The line containing "nearest rows to" marks the end: restate word for word every line from the first line of the entries below through that one.

===== Data =====

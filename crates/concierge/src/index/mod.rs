//! Exact nearest-neighbor search over a fixed, ordered set of vectors.
//!
//! Row `i` is the `i`-th vector handed to [`FlatIndex::build`]. Search is brute
//! force over every row; results are ordered by ascending squared L2 distance
//! and then by ascending row, so identical inputs always give identical output.

pub mod distance;
pub mod persistence;

use serde::{Deserialize, Serialize};
use std::cmp::Ordering;

use crate::error::{ConciergeError, Result};
use distance::squared_l2;

pub use persistence::{load_index, save_index, IndexFile};

/// One search hit
#[derive(Debug, Clone, Copy, PartialEq, Serialize)]
pub struct Neighbor {
  pub row: usize,
  /// Squared Euclidean distance
  pub distance: f32,
}

/// Brute-force vector index with rows stored contiguously
#[derive(Debug, Clone, PartialEq, Serialize, Deserialize)]
pub struct FlatIndex {
  dimension: usize,
  vectors: Vec<f32>,
  rows: usize,
  built: bool,
}

impl FlatIndex {
  /// An empty, unbuilt index accepting vectors of `dimension`
  pub fn new(dimension: usize) -> Self {
    Self { dimension, vectors: Vec::new(), rows: 0, built: false }
  }

  /// Replace the contents with `vectors`, in order.
  ///
  /// The whole input is validated before anything changes.
  pub fn build(&mut self, vectors: &[Vec<f32>]) -> Result<()> {
    if self.dimension == 0 {
      return Err(ConciergeError::build_failure("index dimension must be positive"));
    }
    if vectors.is_empty() {
      return Err(ConciergeError::build_failure("cannot build an index from zero vectors"));
    }
    if let Some((row, bad)) = vectors.iter().enumerate().find(|(_, v)| v.len() != self.dimension) {
      return Err(ConciergeError::build_failure(format!(
        "vector {row} has dimension {}, index expects {}",
        bad.len(),
        self.dimension
      )));
    }

    self.vectors = vectors.iter().flatten().copied().collect();
    self.rows = vectors.len();
    self.built = true;
    Ok(())
  }

  /// The `k` nearest rows to `query`
  pub fn search(&self, query: &[f32], k: usize) -> Result<Vec<Neighbor>> {
    if !self.built {
      return Err(ConciergeError::not_ready("vector index"));
    }
    if k == 0 {
      return Err(ConciergeError::invalid_input("k must be at least 1"));
    }
    if query.len() != self.dimension {
      return Err(ConciergeError::invalid_input(format!(
        "query has dimension {}, index expects {}",
        query.len(),
        self.dimension
      )));
    }

    let mut hits: Vec<Neighbor> = self
      .vectors
      .chunks_exact(self.dimension)
      .enumerate()
      .map(|(row, vector)| Neighbor { row, distance: squared_l2(query, vector) })
      .collect();

    let k = k.min(hits.len());
    if k < hits.len() {
      hits.select_nth_unstable_by(k - 1, compare);
      hits.truncate(k);
    }
    hits.sort_by(compare);

    Ok(hits)
  }

  /// Stored vector for `row`
  pub fn vector(&self, row: usize) -> Option<&[f32]> {
    if row >= self.rows {
      return None;
    }
    let start = row * self.dimension;
    Some(&self.vectors[start..start + self.dimension])
  }

  pub fn len(&self) -> usize {
    self.rows
  }

  pub fn is_empty(&self) -> bool {
    self.rows == 0
  }

  pub fn dimension(&self) -> usize {
    self.dimension
  }

  pub fn is_built(&self) -> bool {
    self.built
  }

  /// Structural consistency of a deserialized index
  pub(crate) fn validate(&self) -> Result<()> {
    if !self.built {
      return Ok(());
    }
    if self.dimension == 0 || self.rows == 0 {
      return Err(ConciergeError::io_failure(format!(
        "index claims {} rows of dimension {}",
        self.rows, self.dimension
      )));
    }
    if self.rows.checked_mul(self.dimension) != Some(self.vectors.len()) {
      return Err(ConciergeError::io_failure(format!(
        "index holds {} values, expected {} rows of dimension {}",
        self.vectors.len(),
        self.rows,
        self.dimension
      )));
    }
    Ok(())
  }
}

fn compare(a: &Neighbor, b: &Neighbor) -> Ordering {
  a.distance.total_cmp(&b.distance).then(a.row.cmp(&b.row))
}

=====

- Solution
filename crates/concierge/src/index/mod.rs
//! Exact nearest-neighbor search over a fixed, ordered set of vectors.
//!
//! Row `i` is the `i`-th vector handed to [`FlatIndex::build`]. Search is brute
//! force over every row; results are ordered by ascending squared L2 distance
//! and then by ascending row, so identical inputs always give identical output.

pub mod distance;
pub mod persistence;

use serde::{Deserialize, Serialize};
use std::cmp::Ordering;

use crate::error::{ConciergeError, Result};
use distance::squared_l2;

pub use persistence::{load_index, save_index, IndexFile};

/// One search hit
#[derive(Debug, Clone, Copy, PartialEq, Serialize)]
pub struct Neighbor {
  pub row: usize,
  /// Squared Euclidean distance
  pub distance: f32,
}

/// Brute-force vector index with rows stored contiguously
#[derive(Debug, Clone, PartialEq, Serialize, Deserialize)]
pub struct FlatIndex {
  dimension: usize,
  vectors: Vec<f32>,
  rows: usize,
  built: bool,
}

impl FlatIndex {
  /// An empty, unbuilt index accepting vectors of `dimension`
  pub fn new(dimension: usize) -> Self {
    Self { dimension, vectors: Vec::new(), rows: 0, built: false }
  }

  /// Replace the contents with `vectors`, in order.
  ///
  /// The whole input is validated before anything changes.
  pub fn build(&mut self, vectors: &[Vec<f32>]) -> Result<()> {
    if self.dimension == 0 {
      return Err(ConciergeError::build_failure("index dimension must be positive"));
    }
    if vectors.is_empty() {
      return Err(ConciergeError::build_failure("cannot build an index from zero vectors"));
    }
    if let Some((row, bad)) = vectors.iter().enumerate().find(|(_, v)| v.len() != self.dimension) {
      return Err(ConciergeError::build_failure(format!(
        "vector {row} has dimension {}, index expects {}",
        bad.len(),
        self.dimension
      )));
    }

    self.vectors = vectors.iter().flatten().copied().collect();
    self.rows = vectors.len();
    self.built = true;
    Ok(())
  }

  /// The `k` nearest rows to `query`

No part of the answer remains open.